*YOUR GOAL*:
Using the line that has "validate_not_blank(errors, name, value);" as the starting point, print each line to the end of the material below word for word. Add no other lines.

··· MATERIAL SHOWN

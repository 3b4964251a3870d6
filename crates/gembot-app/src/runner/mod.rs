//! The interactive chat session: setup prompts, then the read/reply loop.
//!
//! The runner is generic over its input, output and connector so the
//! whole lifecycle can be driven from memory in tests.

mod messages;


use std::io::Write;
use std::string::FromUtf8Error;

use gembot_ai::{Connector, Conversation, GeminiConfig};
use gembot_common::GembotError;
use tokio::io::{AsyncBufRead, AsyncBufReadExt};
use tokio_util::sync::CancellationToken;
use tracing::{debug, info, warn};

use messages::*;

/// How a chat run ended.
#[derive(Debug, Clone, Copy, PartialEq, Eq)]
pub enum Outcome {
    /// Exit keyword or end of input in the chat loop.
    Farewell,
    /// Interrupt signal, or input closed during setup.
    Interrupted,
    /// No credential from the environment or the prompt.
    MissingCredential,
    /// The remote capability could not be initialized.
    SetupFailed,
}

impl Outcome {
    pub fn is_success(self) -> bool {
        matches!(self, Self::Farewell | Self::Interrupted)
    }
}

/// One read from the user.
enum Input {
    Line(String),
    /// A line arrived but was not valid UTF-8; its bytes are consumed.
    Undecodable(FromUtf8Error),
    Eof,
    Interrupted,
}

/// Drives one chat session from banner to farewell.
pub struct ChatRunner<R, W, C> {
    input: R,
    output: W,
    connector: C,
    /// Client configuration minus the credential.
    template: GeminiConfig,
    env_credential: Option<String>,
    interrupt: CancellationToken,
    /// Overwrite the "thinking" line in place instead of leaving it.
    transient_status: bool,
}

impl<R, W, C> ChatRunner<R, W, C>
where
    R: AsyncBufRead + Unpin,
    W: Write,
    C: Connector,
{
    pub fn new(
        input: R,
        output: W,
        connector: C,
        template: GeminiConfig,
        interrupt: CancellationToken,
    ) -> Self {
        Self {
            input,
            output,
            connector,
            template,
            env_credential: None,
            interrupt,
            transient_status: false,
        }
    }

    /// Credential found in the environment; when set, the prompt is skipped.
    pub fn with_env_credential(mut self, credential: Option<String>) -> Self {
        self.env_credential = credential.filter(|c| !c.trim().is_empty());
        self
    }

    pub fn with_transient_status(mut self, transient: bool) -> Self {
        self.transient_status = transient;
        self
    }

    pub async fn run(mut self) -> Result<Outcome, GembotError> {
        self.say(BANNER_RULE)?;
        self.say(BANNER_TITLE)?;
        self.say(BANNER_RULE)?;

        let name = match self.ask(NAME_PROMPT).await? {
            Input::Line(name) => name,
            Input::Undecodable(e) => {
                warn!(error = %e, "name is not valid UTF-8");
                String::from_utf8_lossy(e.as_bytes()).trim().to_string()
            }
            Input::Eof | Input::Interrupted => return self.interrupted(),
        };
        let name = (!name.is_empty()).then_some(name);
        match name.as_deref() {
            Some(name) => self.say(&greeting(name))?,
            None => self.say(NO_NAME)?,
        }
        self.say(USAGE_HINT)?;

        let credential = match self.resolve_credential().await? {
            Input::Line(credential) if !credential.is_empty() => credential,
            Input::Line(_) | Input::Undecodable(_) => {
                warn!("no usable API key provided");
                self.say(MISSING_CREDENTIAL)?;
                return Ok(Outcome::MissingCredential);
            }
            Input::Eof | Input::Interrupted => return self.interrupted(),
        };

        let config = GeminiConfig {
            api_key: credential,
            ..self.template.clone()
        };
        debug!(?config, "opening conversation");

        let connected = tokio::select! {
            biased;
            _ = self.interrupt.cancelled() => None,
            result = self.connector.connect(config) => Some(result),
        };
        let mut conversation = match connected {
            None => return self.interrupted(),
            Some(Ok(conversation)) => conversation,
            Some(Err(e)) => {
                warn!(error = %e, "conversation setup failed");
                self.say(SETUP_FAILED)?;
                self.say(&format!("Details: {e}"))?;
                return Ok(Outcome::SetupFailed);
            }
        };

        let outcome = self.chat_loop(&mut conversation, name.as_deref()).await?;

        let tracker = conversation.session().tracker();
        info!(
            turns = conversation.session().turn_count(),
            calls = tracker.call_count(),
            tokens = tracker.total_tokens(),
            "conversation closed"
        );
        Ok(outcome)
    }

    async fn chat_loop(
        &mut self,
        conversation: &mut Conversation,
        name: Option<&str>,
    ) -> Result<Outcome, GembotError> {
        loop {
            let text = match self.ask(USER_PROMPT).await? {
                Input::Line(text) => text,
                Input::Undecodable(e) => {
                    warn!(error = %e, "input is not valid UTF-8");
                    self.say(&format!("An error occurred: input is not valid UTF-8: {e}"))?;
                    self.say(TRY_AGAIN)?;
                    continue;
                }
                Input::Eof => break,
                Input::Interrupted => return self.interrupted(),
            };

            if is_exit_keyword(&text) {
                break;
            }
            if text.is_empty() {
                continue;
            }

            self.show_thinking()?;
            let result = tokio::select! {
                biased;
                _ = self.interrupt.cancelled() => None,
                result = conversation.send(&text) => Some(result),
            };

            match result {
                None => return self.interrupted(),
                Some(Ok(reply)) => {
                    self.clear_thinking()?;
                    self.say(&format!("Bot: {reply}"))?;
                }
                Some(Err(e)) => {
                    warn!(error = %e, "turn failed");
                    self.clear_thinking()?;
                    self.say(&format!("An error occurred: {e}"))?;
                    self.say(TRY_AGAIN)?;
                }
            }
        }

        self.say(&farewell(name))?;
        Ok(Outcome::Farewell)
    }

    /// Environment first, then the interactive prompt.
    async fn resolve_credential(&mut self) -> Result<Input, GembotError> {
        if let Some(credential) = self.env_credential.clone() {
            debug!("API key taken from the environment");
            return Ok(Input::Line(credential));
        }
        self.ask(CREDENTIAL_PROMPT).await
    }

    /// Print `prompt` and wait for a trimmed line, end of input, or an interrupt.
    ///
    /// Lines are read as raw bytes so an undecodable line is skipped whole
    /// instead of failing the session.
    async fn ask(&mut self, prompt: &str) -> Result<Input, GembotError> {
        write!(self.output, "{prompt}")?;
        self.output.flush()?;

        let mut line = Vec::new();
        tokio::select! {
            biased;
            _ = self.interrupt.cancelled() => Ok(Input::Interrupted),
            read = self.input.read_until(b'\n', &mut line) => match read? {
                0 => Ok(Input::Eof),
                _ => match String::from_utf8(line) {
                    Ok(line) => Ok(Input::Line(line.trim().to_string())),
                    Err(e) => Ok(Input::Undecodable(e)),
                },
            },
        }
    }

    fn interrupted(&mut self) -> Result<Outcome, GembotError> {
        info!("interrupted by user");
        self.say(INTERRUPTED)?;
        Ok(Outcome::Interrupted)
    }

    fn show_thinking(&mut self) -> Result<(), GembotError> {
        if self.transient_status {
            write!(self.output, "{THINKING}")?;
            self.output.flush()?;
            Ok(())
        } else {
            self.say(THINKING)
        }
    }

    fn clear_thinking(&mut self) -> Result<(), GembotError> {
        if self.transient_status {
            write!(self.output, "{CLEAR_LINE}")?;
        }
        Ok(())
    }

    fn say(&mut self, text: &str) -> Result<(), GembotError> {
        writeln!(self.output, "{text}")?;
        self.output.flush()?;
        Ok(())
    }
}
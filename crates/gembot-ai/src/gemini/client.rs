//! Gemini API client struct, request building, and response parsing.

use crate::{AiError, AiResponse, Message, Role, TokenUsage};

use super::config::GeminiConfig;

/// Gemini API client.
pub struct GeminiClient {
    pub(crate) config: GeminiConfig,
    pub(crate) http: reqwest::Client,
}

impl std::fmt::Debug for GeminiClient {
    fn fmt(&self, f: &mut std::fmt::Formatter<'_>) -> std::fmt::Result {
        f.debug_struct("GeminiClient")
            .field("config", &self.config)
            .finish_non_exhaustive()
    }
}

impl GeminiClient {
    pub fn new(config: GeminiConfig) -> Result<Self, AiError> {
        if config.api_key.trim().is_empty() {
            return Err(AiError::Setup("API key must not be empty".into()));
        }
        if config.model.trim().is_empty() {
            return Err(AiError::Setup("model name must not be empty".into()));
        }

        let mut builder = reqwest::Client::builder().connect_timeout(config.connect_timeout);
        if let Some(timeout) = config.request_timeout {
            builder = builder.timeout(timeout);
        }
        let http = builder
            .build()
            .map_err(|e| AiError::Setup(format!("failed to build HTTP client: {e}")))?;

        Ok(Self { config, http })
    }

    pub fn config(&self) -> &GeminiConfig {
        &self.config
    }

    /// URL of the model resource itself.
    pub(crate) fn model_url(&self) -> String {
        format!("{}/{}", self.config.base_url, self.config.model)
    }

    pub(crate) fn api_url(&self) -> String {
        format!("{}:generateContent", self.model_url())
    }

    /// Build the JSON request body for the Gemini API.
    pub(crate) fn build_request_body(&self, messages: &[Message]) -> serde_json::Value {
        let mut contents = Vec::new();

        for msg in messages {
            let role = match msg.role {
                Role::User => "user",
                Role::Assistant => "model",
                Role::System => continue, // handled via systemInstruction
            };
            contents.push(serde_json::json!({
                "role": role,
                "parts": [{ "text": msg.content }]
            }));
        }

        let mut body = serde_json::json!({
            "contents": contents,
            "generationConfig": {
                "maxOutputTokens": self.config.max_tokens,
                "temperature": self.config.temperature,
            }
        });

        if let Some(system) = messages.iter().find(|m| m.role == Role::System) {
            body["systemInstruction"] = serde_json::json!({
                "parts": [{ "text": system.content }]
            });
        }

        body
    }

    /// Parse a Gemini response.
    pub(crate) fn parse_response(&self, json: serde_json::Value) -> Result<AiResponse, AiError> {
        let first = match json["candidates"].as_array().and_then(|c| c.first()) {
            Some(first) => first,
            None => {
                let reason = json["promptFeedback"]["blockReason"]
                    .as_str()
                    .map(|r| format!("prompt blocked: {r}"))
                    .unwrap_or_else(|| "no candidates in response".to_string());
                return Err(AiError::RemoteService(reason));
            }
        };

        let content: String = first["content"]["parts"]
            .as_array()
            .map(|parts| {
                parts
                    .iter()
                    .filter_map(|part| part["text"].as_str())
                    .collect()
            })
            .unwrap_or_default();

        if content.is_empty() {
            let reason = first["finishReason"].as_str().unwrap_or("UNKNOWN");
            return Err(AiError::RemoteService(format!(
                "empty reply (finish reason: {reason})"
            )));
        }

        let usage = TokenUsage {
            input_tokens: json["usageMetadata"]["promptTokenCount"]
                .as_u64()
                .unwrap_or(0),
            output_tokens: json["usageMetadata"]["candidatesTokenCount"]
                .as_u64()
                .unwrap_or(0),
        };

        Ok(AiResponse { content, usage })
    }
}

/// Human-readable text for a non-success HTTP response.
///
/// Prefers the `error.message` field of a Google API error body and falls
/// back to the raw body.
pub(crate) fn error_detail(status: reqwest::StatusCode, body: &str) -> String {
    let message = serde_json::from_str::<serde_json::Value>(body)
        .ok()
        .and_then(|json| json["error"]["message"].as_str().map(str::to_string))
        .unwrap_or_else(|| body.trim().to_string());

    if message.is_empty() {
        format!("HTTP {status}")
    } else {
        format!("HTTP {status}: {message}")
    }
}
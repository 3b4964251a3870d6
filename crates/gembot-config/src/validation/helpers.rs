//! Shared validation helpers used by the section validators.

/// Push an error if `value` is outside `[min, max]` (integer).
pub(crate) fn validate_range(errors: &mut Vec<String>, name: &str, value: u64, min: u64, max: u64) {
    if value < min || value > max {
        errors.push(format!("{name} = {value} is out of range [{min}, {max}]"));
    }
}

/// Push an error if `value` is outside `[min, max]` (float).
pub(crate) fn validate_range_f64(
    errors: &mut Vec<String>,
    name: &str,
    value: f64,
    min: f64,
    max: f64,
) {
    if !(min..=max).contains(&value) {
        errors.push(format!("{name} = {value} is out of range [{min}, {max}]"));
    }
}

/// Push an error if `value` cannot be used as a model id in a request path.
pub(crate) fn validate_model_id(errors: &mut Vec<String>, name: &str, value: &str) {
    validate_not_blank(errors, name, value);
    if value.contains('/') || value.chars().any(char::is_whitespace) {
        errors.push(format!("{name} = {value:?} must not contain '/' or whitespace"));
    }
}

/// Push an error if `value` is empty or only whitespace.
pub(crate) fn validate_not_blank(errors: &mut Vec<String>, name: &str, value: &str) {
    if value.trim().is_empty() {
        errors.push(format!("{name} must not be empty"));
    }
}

······

*EXERCISE OUTPUT*:
    validate_not_blank(errors, name, value);
    if value.contains('/') || value.chars().any(char::is_whitespace) {
        errors.push(format!("{name} = {value:?} must not contain '/' or whitespace"));
    }
}

/// Push an error if `value` is empty or only whitespace.
pub(crate) fn validate_not_blank(errors: &mut Vec<String>, name: &str, value: &str) {
    if value.trim().is_empty() {
        errors.push(format!("{name} must not be empty"));
    }
}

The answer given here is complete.